(Records contained in a dataset)
────────────────────

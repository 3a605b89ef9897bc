//! Compression stage configuration.
//!
//! One optional entry per supported codec tool. Every entry carries an
//! `active` flag, an optional executable override, and the tool's own
//! parameters. Absent and inactive entries are skipped when the pipeline is
//! built; the order entries appear in does not matter.
//!
//! ```toml
//! [compression]
//! timeout_secs = 60
//!
//! [compression.mozjpeg]
//! active = true
//! quality = 80
//!
//! [compression.pngquant]
//! active = true
//! quality = [60, 80]
//! ```

use std::path::PathBuf;
use std::time::Duration;

use serde::{Deserialize, Serialize};

use crate::command::DEFAULT_TIMEOUT;
use crate::stages::StageKind;

/// Full set of stage entries plus pipeline-wide settings.
#[derive(Debug, Clone, PartialEq, Serialize, Deserialize)]
#[serde(default)]
pub struct CompressionConfig {
    pub jpegtran: Option<JpegtranConfig>,
    pub mozjpeg: Option<MozjpegConfig>,
    pub pngquant: Option<PngquantConfig>,
    #[serde(alias = "imageminOptipng")]
    pub optipng: Option<OptipngConfig>,
    pub gifsicle: Option<GifsicleConfig>,
    pub giflossy: Option<GiflossyConfig>,
    pub webp: Option<WebpConfig>,
    /// Maximum run time of a single tool invocation.
    #[serde(rename = "timeout_secs", with = "duration_secs")]
    pub timeout: Duration,
}

impl Default for CompressionConfig {
    fn default() -> Self {
        Self {
            jpegtran: None,
            mozjpeg: None,
            pngquant: None,
            optipng: None,
            gifsicle: None,
            giflossy: None,
            webp: None,
            timeout: DEFAULT_TIMEOUT,
        }
    }
}

impl CompressionConfig {
    /// Whether the entry for `kind` is present and active.
    pub fn is_active(&self, kind: StageKind) -> bool {
        match kind {
            StageKind::Jpegtran => self.jpegtran.as_ref().is_some_and(|c| c.active),
            StageKind::Mozjpeg => self.mozjpeg.as_ref().is_some_and(|c| c.active),
            StageKind::Pngquant => self.pngquant.as_ref().is_some_and(|c| c.active),
            StageKind::Optipng => self.optipng.as_ref().is_some_and(|c| c.active),
            StageKind::Gifsicle => self.gifsicle.as_ref().is_some_and(|c| c.active),
            StageKind::Giflossy => self.giflossy.as_ref().is_some_and(|c| c.active),
            StageKind::Webp => self.webp.as_ref().is_some_and(|c| c.active),
        }
    }

    /// Stages whose entries are active, in canonical order.
    pub fn active_stages(&self) -> Vec<StageKind> {
        StageKind::ALL
            .iter()
            .copied()
            .filter(|&kind| self.is_active(kind))
            .collect()
    }

    /// Program to spawn for `kind`: the configured override or the default
    /// binary name.
    pub fn program_for(&self, kind: StageKind) -> PathBuf {
        let custom = match kind {
            StageKind::Jpegtran => self.jpegtran.as_ref().and_then(|c| c.path.clone()),
            StageKind::Mozjpeg => self.mozjpeg.as_ref().and_then(|c| c.path.clone()),
            StageKind::Pngquant => self.pngquant.as_ref().and_then(|c| c.path.clone()),
            StageKind::Optipng => self.optipng.as_ref().and_then(|c| c.path.clone()),
            StageKind::Gifsicle => self.gifsicle.as_ref().and_then(|c| c.path.clone()),
            StageKind::Giflossy => self.giflossy.as_ref().and_then(|c| c.path.clone()),
            StageKind::Webp => self.webp.as_ref().and_then(|c| c.path.clone()),
        };
        custom.unwrap_or_else(|| PathBuf::from(kind.default_program()))
    }

    /// Non-fatal configuration issues.
    pub fn validate(&self) -> Vec<String> {
        let mut warnings = Vec::new();

        if let Some(ref c) = self.mozjpeg {
            if c.quality.is_some_and(|q| q > 100) {
                warnings.push("compression.mozjpeg.quality must be 0-100".into());
            }
        }
        if let Some(ref c) = self.pngquant {
            if let Some([min, max]) = c.quality {
                if min > max || max > 100 {
                    warnings.push("compression.pngquant.quality must be [min, max] within 0-100".into());
                }
            }
            if c.speed.is_some_and(|s| !(1..=11).contains(&s)) {
                warnings.push("compression.pngquant.speed must be 1-11".into());
            }
        }
        if let Some(ref c) = self.optipng {
            if c.optimization_level > 7 {
                warnings.push("compression.optipng.optimization_level must be 0-7".into());
            }
        }
        if let Some(ref c) = self.gifsicle {
            if !(1..=3).contains(&c.optimization_level) {
                warnings.push("compression.gifsicle.optimization_level must be 1-3".into());
            }
        }
        if let Some(ref c) = self.webp {
            if c.quality > 100 || c.method > 6 {
                warnings.push("compression.webp quality must be 0-100 and method 0-6".into());
            }
        }
        if self.jpegtran.as_ref().is_some_and(|c| c.active)
            && self.mozjpeg.as_ref().is_some_and(|c| c.active)
        {
            warnings.push(
                "both jpegtran and mozjpeg are active; JPEGs pass through both, mozjpeg last".into(),
            );
        }
        if self.timeout.is_zero() {
            warnings.push("compression.timeout_secs is 0; every tool run will time out".into());
        }

        warnings
    }
}

/// Lossless JPEG optimization with `jpegtran`.
#[derive(Debug, Clone, Default, PartialEq, Serialize, Deserialize)]
#[serde(default)]
pub struct JpegtranConfig {
    pub active: bool,
    pub path: Option<PathBuf>,
    /// Emit a progressive JPEG.
    pub progressive: bool,
    /// Use arithmetic coding instead of optimized Huffman tables.
    pub arithmetic: bool,
}

/// Lossy JPEG re-encoding with mozjpeg's `cjpeg`.
#[derive(Debug, Clone, PartialEq, Serialize, Deserialize)]
#[serde(default)]
pub struct MozjpegConfig {
    pub active: bool,
    pub path: Option<PathBuf>,
    /// Compression quality, 0-100.
    pub quality: Option<u8>,
    pub progressive: bool,
    /// Smoothing factor, 0-100.
    pub smooth: Option<u8>,
}

impl Default for MozjpegConfig {
    fn default() -> Self {
        Self {
            active: false,
            path: None,
            quality: None,
            progressive: true,
            smooth: None,
        }
    }
}

/// Lossy palette quantization with `pngquant`.
#[derive(Debug, Clone, Default, PartialEq, Serialize, Deserialize)]
#[serde(default)]
pub struct PngquantConfig {
    pub active: bool,
    pub path: Option<PathBuf>,
    /// Minimum and maximum quality, 0-100.
    pub quality: Option<[u8; 2]>,
    /// Speed/quality trade-off, 1 (brute force) to 11 (fastest).
    pub speed: Option<u8>,
    /// Maximum palette size, 2-256.
    pub colors: Option<u16>,
    /// Remove optional metadata chunks.
    pub strip: bool,
    /// Output lower-precision color, 0-4 bits.
    pub posterize: Option<u8>,
}

/// Lossless PNG optimization with `optipng`.
#[derive(Debug, Clone, PartialEq, Serialize, Deserialize)]
#[serde(default)]
pub struct OptipngConfig {
    pub active: bool,
    pub path: Option<PathBuf>,
    /// Optimization level, 0-7.
    pub optimization_level: u8,
    pub bit_depth_reduction: bool,
    pub color_type_reduction: bool,
    pub palette_reduction: bool,
    pub interlaced: Option<bool>,
}

impl Default for OptipngConfig {
    fn default() -> Self {
        Self {
            active: false,
            path: None,
            optimization_level: 3,
            bit_depth_reduction: true,
            color_type_reduction: true,
            palette_reduction: true,
            interlaced: None,
        }
    }
}

/// GIF optimization with `gifsicle`.
#[derive(Debug, Clone, PartialEq, Serialize, Deserialize)]
#[serde(default)]
pub struct GifsicleConfig {
    pub active: bool,
    pub path: Option<PathBuf>,
    pub interlaced: bool,
    /// Optimization level, 1-3.
    pub optimization_level: u8,
    /// Reduce the palette to at most this many colors.
    pub colors: Option<u16>,
}

impl Default for GifsicleConfig {
    fn default() -> Self {
        Self {
            active: false,
            path: None,
            interlaced: false,
            optimization_level: 1,
            colors: None,
        }
    }
}

/// Lossy GIF compression with the giflossy build of `gifsicle`.
#[derive(Debug, Clone, PartialEq, Serialize, Deserialize)]
#[serde(default)]
pub struct GiflossyConfig {
    pub active: bool,
    pub path: Option<PathBuf>,
    pub interlaced: bool,
    pub optimization_level: u8,
    pub colors: Option<u16>,
    /// Lossiness; higher trades quality for size.
    pub lossy: Option<u32>,
}

impl Default for GiflossyConfig {
    fn default() -> Self {
        Self {
            active: false,
            path: None,
            interlaced: false,
            optimization_level: 1,
            colors: None,
            lossy: None,
        }
    }
}

/// WebP recompression with `cwebp`.
#[derive(Debug, Clone, PartialEq, Serialize, Deserialize)]
#[serde(default)]
pub struct WebpConfig {
    pub active: bool,
    pub path: Option<PathBuf>,
    /// Quality factor, 0-100.
    pub quality: u8,
    /// Alpha channel quality, 0-100.
    pub alpha_quality: u8,
    /// Compression method, 0 (fast) to 6 (slowest, smallest).
    pub method: u8,
    pub lossless: bool,
}

impl Default for WebpConfig {
    fn default() -> Self {
        Self {
            active: false,
            path: None,
            quality: 75,
            alpha_quality: 100,
            method: 4,
            lossless: false,
        }
    }
}

/// Serde helpers to (de)serialize `Duration` as whole seconds.
mod duration_secs {
    use serde::{Deserialize, Deserializer, Serializer};
    use std::time::Duration;

    pub fn serialize<S>(duration: &Duration, serializer: S) -> Result<S::Ok, S::Error>
    where
        S: Serializer,
    {
        serializer.serialize_u64(duration.as_secs())
    }

    pub fn deserialize<'de, D>(deserializer: D) -> Result<Duration, D::Error>
    where
        D: Deserializer<'de>,
    {
        let secs = u64::deserialize(deserializer)?;
        Ok(Duration::from_secs(secs))
    }
}
mod cli;

use pixelstore::{
    config,
    server,
    storage::{ImageStorage, LocalImageStorage, ReadOptions, UploadedImage},
};
use pixelstore_common::i18n;

use anyhow::{Context, Result};
use clap::Parser;
use cli::{Cli, Commands};
use std::io::Write;
use std::path::Path;

fn main() -> Result<()> {
    let cli = Cli::parse();

    // Initialize logging
    // Respect RUST_LOG env var if set, otherwise use defaults based on verbose flag
    let env_filter = std::env::var("RUST_LOG").unwrap_or_else(|_| {
        if cli.verbose {
            "pixelstore=trace,pixelstore_codec=trace,pixelstore_common=debug,tower_http=debug"
                .to_string()
        } else {
            "pixelstore=info,pixelstore_codec=info,tower_http=info".to_string()
        }
    });

    // Logs go to stderr so `read` can stream image bytes on stdout
    tracing_subscriber::fmt()
        .with_env_filter(&env_filter)
        .with_writer(std::io::stderr)
        .init();

    match cli.command {
        Commands::Start { host, port } => {
            let mut config = load(cli.config.as_deref())?;
            if let Some(host) = host {
                config.server.host = host;
            }
            if let Some(port) = port {
                config.server.port = port;
            }
            config::validate_config(&config)?;

            tracing::info!("Starting pixelstore server");
            let rt = tokio::runtime::Runtime::new()?;
            rt.block_on(server::start_server(config))
        }
        Commands::Save { file, target_dir } => {
            save_file(&file, target_dir.as_deref(), cli.config.as_deref())
        }
        Commands::Read { path, output } => read_image(&path, output.as_deref(), cli.config.as_deref()),
        Commands::Exists { name, target_dir } => {
            image_exists(&name, target_dir.as_deref(), cli.config.as_deref())
        }
        Commands::CheckTools => check_tools(cli.config.as_deref()),
        Commands::Validate {
            config: config_path,
        } => {
            let path = config_path.or(cli.config);
            validate_config(path.as_deref())
        }
        Commands::Version => {
            println!("pixelstore {}", env!("CARGO_PKG_VERSION"));
            Ok(())
        }
    }
}

/// Load configuration and select the message locale.
fn load(config_path: Option<&Path>) -> Result<config::Config> {
    let config = config::load_config_or_default(config_path)?;
    i18n::set_locale(config.storage.locale);
    Ok(config)
}

fn open_storage(config_path: Option<&Path>) -> Result<LocalImageStorage> {
    let config = load(config_path)?;
    Ok(LocalImageStorage::from_config(
        &config.storage,
        &config.compression,
    ))
}

fn save_file(file: &Path, target_dir: Option<&Path>, config_path: Option<&Path>) -> Result<()> {
    if !file.is_file() {
        anyhow::bail!("Input file does not exist: {:?}", file);
    }

    let storage = open_storage(config_path)?;
    let name = file
        .file_name()
        .map(|n| n.to_string_lossy().into_owned())
        .context("Input path has no file name")?;
    let image = UploadedImage::new(file, name);

    let stages = storage.pipeline().stage_names();
    if stages.is_empty() {
        tracing::info!("No compression stages active; storing original bytes");
    } else {
        tracing::info!("Compression stages: {}", stages.join(", "));
    }

    let rt = tokio::runtime::Runtime::new()?;
    let url = rt.block_on(storage.save(&image, target_dir))?;

    println!("{}", url);
    Ok(())
}

fn read_image(path: &str, output: Option<&Path>, config_path: Option<&Path>) -> Result<()> {
    let storage = open_storage(config_path)?;

    let rt = tokio::runtime::Runtime::new()?;
    let data = rt.block_on(storage.read(&ReadOptions::new(path)))?;

    match output {
        Some(out) => {
            std::fs::write(out, &data)
                .with_context(|| format!("Failed to write output file: {:?}", out))?;
            tracing::info!("Wrote {} bytes to {:?}", data.len(), out);
        }
        None => {
            let mut stdout = std::io::stdout().lock();
            stdout.write_all(&data)?;
            stdout.flush()?;
        }
    }

    Ok(())
}

fn image_exists(name: &str, target_dir: Option<&Path>, config_path: Option<&Path>) -> Result<()> {
    let storage = open_storage(config_path)?;

    let rt = tokio::runtime::Runtime::new()?;
    let exists = rt.block_on(storage.exists(name, target_dir));

    println!("{}", exists);
    Ok(())
}

fn check_tools(config_path: Option<&Path>) -> Result<()> {
    let config = load(config_path)?;

    println!("Checking external codec tools...\n");

    let tools = pixelstore_codec::check_tools(&config.compression);
    let mut active_ok = true;

    for tool in &tools {
        let status = if tool.available {
            "✓"
        } else {
            if tool.active {
                active_ok = false;
            }
            "✗"
        };

        print!("{} {} ({})", status, tool.stage, tool.name);

        if let Some(ref version) = tool.version {
            print!(" {}", version);
        }

        if let Some(ref path) = tool.path {
            print!(" - {}", path.display());
        }

        if tool.active {
            print!(" [active]");
        }

        println!();
    }

    println!();
    if active_ok {
        println!("All tools for active stages are available!");
    } else {
        println!("Some active stages are missing their tool; those images are stored uncompressed.");
    }

    Ok(())
}

fn validate_config(path: Option<&Path>) -> Result<()> {
    match path {
        Some(p) => {
            println!("Validating config: {:?}", p);
            let config = config::load_config(p)?;
            println!("✓ Configuration is valid");
            println!("  Server: {}:{}", config.server.host, config.server.port);
            println!("  Storage root: {}", config.storage.root.display());
            println!("  Image URL prefix: {}", config.storage.url_layout().mount_path());
            println!("  Locale: {}", config.storage.locale.as_str());
            let stages = config.compression.active_stages();
            println!("  Compression stages: {}", stages.len());
            for stage in stages {
                println!("    {}", stage);
            }
        }
        None => {
            println!("No config file specified, using defaults");
            let config = config::Config::default();
            println!("Default config:");
            println!("  Server: {}:{}", config.server.host, config.server.port);
            println!("  Storage root: {}", config.storage.root.display());
        }
    }

    Ok(())
}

────────────────────

_Problem description_
Quote only the stretch of lines that starts the data above and ends with the line containing "the tool's own", both included.

_Finished exercise_
repository 3a605b89ef9897bc
//! Compression stage configuration.
//!
//! One optional entry per supported codec tool. Every entry carries an
//! `active` flag, an optional executable override, and the tool's own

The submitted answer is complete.